Is the Christian message on sex still relevant?
Guardian Senior Reporter
Published: Sep 26, 2013
Many religions teach conservative values about sex, instructing congregations and worshippers to abstain from pre-marital intercourse.
The argument makes sense for those who believe that sexual acts should be constrained to a hopefully happy marriage, ensuring that children are born into a stable family unit.
However, statistics show that over the past 40 years the birth rate to single mothers has skyrocketed.
Religious leader Bishop Simeon Hall thinks the data is evidence that the church needs to have a frank discussion about the realities of sex.
“Should we say to those young ladies in the church who are sexually active that it’s time for you to take some kind of protection because you’re sexually active already or what?,” he asked.
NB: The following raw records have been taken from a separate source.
//! eodlab Core: domain types, source access, page parsing and storage.
//!
//! This crate contains the building blocks of the ingestion pipeline:
//! - Domain types (issuers, transaction records, date ranges)
//! - Locale normalization for the source's numeric text
//! - Declarative column mapping and the history page parser
//! - Range planning against the source's one-year request limit
//! - HTTP transport, issuer catalog and history client with narrow retry
//! - SQLite store with idempotent upsert, watermarks and read queries

pub mod data;
pub mod domain;
pub mod store;
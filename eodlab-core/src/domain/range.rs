//! Inclusive date ranges used to page through source history.

use chrono::NaiveDate;
use serde::{Deserialize, Serialize};
use std::fmt;
use thiserror::Error;

#[derive(Debug, Error, PartialEq, Eq)]
pub enum RangeError {
    #[error("range start {from} is after range end {to}")]
    Inverted { from: NaiveDate, to: NaiveDate },
}

/// Inclusive `[from, to]` date pair.
#[derive(Debug, Clone, Copy, PartialEq, Eq, Hash, Serialize, Deserialize)]
pub struct DateRange {
    from: NaiveDate,
    to: NaiveDate,
}

impl DateRange {
    pub fn new(from: NaiveDate, to: NaiveDate) -> Result<Self, RangeError> {
        if from > to {
            return Err(RangeError::Inverted { from, to });
        }
        Ok(Self { from, to })
    }

    pub fn from(&self) -> NaiveDate {
        self.from
    }

    pub fn to(&self) -> NaiveDate {
        self.to
    }

    /// Number of days between the endpoints (0 when `from == to`).
    pub fn span_days(&self) -> i64 {
        (self.to - self.from).num_days()
    }
}

impl fmt::Display for DateRange {
    fn fmt(&self, f: &mut fmt::Formatter<'_>) -> fmt::Result {
        write!(f, "{}..={}", self.from, self.to)
    }
}
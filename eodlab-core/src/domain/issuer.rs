//! Issuer codes as published in the exchange's symbol listing.

use serde::{Deserialize, Serialize};
use std::fmt;

/// Identifying code for a tradeable security (e.g. `KMB`, `ALK`).
///
/// The exchange lists bonds and other non-equity instruments with codes that
/// carry a digit (`RMDEN21`, `KMB01`); those never make it into an `Issuer`.
#[derive(Debug, Clone, PartialEq, Eq, PartialOrd, Ord, Hash, Serialize, Deserialize)]
#[serde(transparent)]
pub struct Issuer(String);

impl Issuer {
    /// Accept a listing code as an equity issuer.
    ///
    /// Returns `None` for blank codes and for codes containing a digit.
    pub fn parse(code: &str) -> Option<Self> {
        let code = code.trim();
        if code.is_empty() || code.chars().any(|c| c.is_numeric()) {
            return None;
        }
        Some(Self(code.to_string()))
    }

    pub fn as_str(&self) -> &str {
        &self.0
    }
}

impl fmt::Display for Issuer {
    fn fmt(&self, f: &mut fmt::Formatter<'_>) -> fmt::Result {
        f.write_str(&self.0)
    }
}

impl AsRef<str> for Issuer {
    fn as_ref(&self) -> &str {
        &self.0
    }
}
“The church tends to be shy about public discussions about sex, yet everyone has engaged in some sex act or is planning to.”
The bishop thinks the church must continue to preach the benefits of morals and abstinence while not glossing over reality.
“The more people have central values with what the church propagates the more they can correct their behavior. It is contradictory that almost 70 percent of our children are born out of wedlock and we have 4,000 churches,” Hall said.
“It is a debate that the church should talk about since it is so blatantly contradictory to what the ideal of the church is.”
Data collected by the Department of Statistics on The Bahamas’ birth rate shows that births to unwed mothers have nearly doubled since 1970 and continue to account for “the largest annual natural increase to the Bahamian population”.
The report, released last year, noted that births to unwed mothers in The Bahamas rose from 29 percent in 1970 to a high of 62 percent in 2009. The data is part of the Department of Statistics’ births reports, based on information collected from 1970 to 2010.
The rise in single mothers is something Hall is worried about not just because it shows the contrast in the church’s and secular world’s views on sex, but due to its effect on the family unit.
Hall said the church must continue to advocate for the traditional family structure of a man and a woman raising children together.
Joy Smith, a 29-year-old woman who was raised in the Anglican church, said she feels many young people aren’t buying into the church’s message of waiting for sex because they are driven to express their emotions on the physical level.
Smith said that as a teen with a strong religious upbringing, she thought she would wait until marriage for sex. However, her views on sexual relationships changed and her sexual decisions were no longer guided by what she was taught on Sundays.
“I equate my love and feelings in the sexual act. You use that to manifest your love and passion for the person,” Smith said.
“In my innocence I said I will wait for marriage. In my second adult relationship my outlook changed.”
Smith thinks modern views on sex should compel the church to teach teens about contraceptives.
“You want to educate but you don’t want to give too much information to expose [young people] to a potentially dangerous lifestyle of hopping around,” she said.
“Sex is a responsibility that people take for granted.”
• Smith’s real name has been changed in this article.